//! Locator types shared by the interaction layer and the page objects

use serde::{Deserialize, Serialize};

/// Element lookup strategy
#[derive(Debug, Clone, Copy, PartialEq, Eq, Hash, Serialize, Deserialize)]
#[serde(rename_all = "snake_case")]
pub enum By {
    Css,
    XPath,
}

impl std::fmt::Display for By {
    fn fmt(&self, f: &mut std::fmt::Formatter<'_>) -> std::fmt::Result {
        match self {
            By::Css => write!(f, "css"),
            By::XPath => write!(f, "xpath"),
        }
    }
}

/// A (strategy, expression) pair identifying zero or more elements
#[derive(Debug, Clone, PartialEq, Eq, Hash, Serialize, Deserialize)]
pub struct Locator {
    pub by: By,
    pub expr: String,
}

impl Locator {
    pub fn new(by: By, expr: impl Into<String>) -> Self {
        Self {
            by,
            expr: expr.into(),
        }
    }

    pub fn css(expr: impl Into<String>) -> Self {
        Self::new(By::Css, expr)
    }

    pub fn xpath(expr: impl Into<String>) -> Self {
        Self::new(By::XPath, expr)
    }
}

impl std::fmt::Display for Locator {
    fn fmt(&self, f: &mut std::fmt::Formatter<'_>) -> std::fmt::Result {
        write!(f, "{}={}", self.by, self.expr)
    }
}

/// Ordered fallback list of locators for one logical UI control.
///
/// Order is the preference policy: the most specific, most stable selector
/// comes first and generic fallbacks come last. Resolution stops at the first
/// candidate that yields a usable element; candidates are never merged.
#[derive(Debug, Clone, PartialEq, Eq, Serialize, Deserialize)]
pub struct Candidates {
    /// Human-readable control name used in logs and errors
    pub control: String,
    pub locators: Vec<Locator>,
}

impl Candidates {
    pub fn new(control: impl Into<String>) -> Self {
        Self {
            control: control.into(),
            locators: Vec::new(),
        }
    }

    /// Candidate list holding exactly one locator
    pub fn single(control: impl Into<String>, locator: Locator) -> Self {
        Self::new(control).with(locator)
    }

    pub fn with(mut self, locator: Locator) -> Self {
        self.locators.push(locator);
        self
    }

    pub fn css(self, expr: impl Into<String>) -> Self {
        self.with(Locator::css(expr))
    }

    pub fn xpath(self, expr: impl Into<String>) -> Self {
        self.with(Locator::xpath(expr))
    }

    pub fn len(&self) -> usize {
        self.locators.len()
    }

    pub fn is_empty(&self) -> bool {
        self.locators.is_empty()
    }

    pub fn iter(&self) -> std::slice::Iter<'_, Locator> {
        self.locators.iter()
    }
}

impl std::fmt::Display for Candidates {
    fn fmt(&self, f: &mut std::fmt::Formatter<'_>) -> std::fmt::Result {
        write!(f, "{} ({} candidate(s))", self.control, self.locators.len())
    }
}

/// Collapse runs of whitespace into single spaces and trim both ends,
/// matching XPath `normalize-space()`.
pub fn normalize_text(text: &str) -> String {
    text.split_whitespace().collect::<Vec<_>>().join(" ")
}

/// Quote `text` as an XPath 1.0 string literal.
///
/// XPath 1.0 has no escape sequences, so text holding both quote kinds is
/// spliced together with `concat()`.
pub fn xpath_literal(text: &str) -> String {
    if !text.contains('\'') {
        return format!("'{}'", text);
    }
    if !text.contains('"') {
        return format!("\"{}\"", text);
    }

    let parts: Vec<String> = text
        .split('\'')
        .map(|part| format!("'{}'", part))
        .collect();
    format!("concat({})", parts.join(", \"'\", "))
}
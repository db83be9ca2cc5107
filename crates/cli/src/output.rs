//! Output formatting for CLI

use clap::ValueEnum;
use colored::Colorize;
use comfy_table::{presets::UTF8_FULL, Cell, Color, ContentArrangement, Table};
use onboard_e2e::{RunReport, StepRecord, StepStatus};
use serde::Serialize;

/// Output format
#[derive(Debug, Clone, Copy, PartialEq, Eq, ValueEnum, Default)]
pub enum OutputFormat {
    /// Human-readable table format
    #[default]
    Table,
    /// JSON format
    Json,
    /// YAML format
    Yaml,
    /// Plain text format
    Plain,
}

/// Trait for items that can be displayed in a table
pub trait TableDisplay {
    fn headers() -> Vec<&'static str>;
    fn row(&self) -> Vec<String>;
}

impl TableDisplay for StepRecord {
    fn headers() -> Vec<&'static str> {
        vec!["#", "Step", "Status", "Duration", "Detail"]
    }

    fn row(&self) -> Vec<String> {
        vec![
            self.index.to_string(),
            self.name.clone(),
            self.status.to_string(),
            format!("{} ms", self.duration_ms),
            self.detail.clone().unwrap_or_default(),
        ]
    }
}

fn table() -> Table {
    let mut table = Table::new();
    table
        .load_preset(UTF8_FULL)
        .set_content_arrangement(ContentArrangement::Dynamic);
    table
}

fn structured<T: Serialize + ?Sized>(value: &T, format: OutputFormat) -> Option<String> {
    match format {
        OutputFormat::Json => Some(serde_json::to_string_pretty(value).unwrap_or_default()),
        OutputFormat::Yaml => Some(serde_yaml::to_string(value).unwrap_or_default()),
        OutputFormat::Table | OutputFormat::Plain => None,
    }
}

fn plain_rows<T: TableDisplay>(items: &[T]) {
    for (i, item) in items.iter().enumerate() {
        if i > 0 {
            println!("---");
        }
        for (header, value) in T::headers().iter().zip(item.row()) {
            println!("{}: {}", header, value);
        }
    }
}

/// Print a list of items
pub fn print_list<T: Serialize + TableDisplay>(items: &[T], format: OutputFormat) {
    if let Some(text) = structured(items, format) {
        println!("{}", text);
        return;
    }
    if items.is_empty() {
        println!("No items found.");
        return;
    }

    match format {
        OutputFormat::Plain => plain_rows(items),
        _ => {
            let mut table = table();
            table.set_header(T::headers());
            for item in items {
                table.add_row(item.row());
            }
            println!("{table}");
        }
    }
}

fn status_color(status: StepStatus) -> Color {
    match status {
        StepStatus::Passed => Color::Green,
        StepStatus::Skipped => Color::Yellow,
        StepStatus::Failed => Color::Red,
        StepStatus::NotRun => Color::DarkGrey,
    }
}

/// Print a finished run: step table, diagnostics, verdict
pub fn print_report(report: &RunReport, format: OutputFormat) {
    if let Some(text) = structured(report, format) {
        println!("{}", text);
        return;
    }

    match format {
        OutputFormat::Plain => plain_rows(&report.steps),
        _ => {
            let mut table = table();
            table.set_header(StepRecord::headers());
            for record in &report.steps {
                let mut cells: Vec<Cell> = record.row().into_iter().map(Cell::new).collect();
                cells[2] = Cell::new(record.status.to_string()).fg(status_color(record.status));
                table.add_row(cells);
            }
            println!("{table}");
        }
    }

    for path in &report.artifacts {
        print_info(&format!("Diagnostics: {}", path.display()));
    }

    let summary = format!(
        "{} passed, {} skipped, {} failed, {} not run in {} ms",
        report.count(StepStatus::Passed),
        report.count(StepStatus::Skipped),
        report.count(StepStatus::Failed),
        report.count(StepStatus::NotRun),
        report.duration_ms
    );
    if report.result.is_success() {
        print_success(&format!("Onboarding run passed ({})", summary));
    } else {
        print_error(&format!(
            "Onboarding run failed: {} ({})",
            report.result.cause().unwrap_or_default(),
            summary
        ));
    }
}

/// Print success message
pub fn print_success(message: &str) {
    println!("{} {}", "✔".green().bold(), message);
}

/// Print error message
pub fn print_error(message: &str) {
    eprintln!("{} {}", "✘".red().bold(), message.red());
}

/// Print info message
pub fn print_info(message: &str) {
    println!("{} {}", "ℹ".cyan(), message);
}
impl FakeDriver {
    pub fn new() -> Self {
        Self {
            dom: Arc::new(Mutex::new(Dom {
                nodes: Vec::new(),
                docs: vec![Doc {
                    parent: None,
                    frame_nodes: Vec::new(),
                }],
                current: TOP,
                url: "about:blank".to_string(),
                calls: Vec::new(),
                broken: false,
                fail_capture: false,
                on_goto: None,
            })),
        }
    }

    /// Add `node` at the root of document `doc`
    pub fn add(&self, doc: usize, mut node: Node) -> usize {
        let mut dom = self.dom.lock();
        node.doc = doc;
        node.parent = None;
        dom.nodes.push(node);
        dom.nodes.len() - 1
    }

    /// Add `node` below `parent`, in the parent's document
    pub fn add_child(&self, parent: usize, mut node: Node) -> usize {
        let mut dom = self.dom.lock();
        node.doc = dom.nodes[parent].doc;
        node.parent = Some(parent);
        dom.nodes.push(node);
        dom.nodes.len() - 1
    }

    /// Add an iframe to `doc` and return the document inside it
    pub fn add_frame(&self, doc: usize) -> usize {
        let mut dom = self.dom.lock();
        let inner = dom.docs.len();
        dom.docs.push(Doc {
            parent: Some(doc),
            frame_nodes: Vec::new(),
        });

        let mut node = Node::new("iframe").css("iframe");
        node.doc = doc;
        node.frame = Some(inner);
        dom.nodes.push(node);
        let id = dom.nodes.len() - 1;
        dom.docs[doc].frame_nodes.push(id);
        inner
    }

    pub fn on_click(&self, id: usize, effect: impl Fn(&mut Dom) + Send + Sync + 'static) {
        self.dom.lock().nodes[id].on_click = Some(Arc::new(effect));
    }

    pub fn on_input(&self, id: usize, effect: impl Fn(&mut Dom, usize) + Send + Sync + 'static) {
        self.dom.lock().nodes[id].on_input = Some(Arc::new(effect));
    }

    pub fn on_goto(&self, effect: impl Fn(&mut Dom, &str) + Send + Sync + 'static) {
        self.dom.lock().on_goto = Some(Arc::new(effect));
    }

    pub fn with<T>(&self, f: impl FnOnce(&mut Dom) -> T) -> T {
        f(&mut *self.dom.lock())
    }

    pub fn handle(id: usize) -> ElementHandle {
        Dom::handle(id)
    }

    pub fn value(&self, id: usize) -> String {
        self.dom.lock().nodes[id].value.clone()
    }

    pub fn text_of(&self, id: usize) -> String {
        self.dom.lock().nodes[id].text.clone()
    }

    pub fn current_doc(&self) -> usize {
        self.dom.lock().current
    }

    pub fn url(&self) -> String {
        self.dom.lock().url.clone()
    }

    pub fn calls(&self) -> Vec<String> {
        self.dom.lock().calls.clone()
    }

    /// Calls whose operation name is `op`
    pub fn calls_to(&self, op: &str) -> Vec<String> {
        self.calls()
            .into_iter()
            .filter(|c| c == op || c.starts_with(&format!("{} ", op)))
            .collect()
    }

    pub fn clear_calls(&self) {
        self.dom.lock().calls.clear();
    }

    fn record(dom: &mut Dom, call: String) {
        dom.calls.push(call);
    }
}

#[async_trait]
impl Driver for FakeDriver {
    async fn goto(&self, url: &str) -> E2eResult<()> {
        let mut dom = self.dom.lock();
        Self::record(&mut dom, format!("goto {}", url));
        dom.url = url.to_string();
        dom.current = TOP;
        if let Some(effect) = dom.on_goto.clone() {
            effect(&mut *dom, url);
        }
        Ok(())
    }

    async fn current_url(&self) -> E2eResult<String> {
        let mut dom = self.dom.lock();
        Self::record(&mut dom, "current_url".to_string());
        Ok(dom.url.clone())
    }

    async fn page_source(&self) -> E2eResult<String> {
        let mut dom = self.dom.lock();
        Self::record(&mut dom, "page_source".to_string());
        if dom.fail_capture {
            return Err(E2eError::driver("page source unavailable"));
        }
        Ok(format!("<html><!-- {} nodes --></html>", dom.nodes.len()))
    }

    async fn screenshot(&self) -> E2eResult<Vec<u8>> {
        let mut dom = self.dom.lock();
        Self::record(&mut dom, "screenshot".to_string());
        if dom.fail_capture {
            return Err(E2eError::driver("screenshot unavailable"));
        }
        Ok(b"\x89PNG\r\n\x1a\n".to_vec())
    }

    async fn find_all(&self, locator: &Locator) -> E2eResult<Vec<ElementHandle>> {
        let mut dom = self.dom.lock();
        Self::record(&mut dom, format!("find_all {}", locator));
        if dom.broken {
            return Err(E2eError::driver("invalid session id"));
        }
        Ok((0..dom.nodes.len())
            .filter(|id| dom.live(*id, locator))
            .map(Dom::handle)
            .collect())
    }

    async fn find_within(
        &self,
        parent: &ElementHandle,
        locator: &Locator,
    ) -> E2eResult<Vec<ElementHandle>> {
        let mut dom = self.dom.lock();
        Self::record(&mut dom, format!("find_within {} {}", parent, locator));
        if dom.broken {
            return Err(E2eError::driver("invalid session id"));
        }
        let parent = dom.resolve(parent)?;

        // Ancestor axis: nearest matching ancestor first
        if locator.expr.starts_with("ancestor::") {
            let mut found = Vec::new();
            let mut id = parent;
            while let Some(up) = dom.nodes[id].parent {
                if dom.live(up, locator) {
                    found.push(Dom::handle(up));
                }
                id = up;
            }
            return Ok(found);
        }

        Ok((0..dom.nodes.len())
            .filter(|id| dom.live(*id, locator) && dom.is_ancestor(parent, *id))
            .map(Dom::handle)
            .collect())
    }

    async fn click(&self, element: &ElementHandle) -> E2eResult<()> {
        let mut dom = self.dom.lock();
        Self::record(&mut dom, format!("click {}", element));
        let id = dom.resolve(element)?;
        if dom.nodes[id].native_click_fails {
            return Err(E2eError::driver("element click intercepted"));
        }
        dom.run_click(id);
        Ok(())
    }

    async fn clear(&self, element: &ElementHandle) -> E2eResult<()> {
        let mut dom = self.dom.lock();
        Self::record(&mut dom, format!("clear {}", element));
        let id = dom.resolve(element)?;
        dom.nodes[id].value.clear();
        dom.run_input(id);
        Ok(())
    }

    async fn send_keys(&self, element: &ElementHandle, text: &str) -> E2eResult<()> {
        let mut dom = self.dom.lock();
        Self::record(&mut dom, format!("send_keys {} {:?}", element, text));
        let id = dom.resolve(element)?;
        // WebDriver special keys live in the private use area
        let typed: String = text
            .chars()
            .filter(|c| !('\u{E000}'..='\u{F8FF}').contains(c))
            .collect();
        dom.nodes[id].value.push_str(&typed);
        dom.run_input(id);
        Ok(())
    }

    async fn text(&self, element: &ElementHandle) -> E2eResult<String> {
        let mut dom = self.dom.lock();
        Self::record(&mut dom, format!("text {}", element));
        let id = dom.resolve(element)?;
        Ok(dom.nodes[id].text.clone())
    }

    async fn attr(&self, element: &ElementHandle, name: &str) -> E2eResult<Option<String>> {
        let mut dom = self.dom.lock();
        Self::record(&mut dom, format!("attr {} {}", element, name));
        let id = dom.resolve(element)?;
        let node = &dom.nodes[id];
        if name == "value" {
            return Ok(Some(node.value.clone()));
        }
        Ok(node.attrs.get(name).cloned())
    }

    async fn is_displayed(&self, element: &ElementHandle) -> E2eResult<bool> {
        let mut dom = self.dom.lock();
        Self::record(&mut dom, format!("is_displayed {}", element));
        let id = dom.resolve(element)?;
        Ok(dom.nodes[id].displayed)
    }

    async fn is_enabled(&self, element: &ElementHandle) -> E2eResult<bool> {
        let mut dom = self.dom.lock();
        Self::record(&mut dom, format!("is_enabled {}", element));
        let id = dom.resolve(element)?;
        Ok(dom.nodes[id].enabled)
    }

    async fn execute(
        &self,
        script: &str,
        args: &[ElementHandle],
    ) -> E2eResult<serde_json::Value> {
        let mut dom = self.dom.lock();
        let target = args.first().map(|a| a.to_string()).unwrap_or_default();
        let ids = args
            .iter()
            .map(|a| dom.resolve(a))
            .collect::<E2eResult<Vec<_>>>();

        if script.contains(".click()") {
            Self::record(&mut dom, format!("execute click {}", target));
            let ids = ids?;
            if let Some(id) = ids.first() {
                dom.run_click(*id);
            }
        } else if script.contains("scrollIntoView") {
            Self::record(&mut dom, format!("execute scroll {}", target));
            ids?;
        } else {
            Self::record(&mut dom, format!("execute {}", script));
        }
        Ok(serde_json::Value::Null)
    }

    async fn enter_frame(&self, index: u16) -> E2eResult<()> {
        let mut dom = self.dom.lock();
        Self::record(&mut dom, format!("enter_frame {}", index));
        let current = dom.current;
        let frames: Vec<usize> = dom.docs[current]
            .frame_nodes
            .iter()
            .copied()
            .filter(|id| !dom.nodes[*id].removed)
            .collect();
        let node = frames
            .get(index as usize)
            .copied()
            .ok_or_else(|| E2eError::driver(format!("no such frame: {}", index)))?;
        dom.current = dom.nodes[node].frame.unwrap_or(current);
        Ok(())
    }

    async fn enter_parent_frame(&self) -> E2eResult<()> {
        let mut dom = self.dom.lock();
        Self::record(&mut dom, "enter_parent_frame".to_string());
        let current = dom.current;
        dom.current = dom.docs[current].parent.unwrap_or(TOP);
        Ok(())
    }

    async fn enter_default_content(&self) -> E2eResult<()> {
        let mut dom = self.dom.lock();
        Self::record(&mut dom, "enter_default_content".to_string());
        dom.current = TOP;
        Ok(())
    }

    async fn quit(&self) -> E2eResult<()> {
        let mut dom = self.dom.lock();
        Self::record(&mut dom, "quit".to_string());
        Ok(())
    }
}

**Work task:** Return, please, the lines of the data from the first through the line containing "are never merged.", both kept, exactly as they stand and nothing more.

**Answer box:**
//! Locator types shared by the interaction layer and the page objects

use serde::{Deserialize, Serialize};

/// Element lookup strategy
#[derive(Debug, Clone, Copy, PartialEq, Eq, Hash, Serialize, Deserialize)]
#[serde(rename_all = "snake_case")]
pub enum By {
    Css,
    XPath,
}

impl std::fmt::Display for By {
    fn fmt(&self, f: &mut std::fmt::Formatter<'_>) -> std::fmt::Result {
        match self {
            By::Css => write!(f, "css"),
            By::XPath => write!(f, "xpath"),
        }
    }
}

/// A (strategy, expression) pair identifying zero or more elements
#[derive(Debug, Clone, PartialEq, Eq, Hash, Serialize, Deserialize)]
pub struct Locator {
    pub by: By,
    pub expr: String,
}

impl Locator {
    pub fn new(by: By, expr: impl Into<String>) -> Self {
        Self {
            by,
            expr: expr.into(),
        }
    }

    pub fn css(expr: impl Into<String>) -> Self {
        Self::new(By::Css, expr)
    }

    pub fn xpath(expr: impl Into<String>) -> Self {
        Self::new(By::XPath, expr)
    }
}

impl std::fmt::Display for Locator {
    fn fmt(&self, f: &mut std::fmt::Formatter<'_>) -> std::fmt::Result {
        write!(f, "{}={}", self.by, self.expr)
    }
}

/// Ordered fallback list of locators for one logical UI control.
///
/// Order is the preference policy: the most specific, most stable selector
/// comes first and generic fallbacks come last. Resolution stops at the first
/// candidate that yields a usable element; candidates are never merged.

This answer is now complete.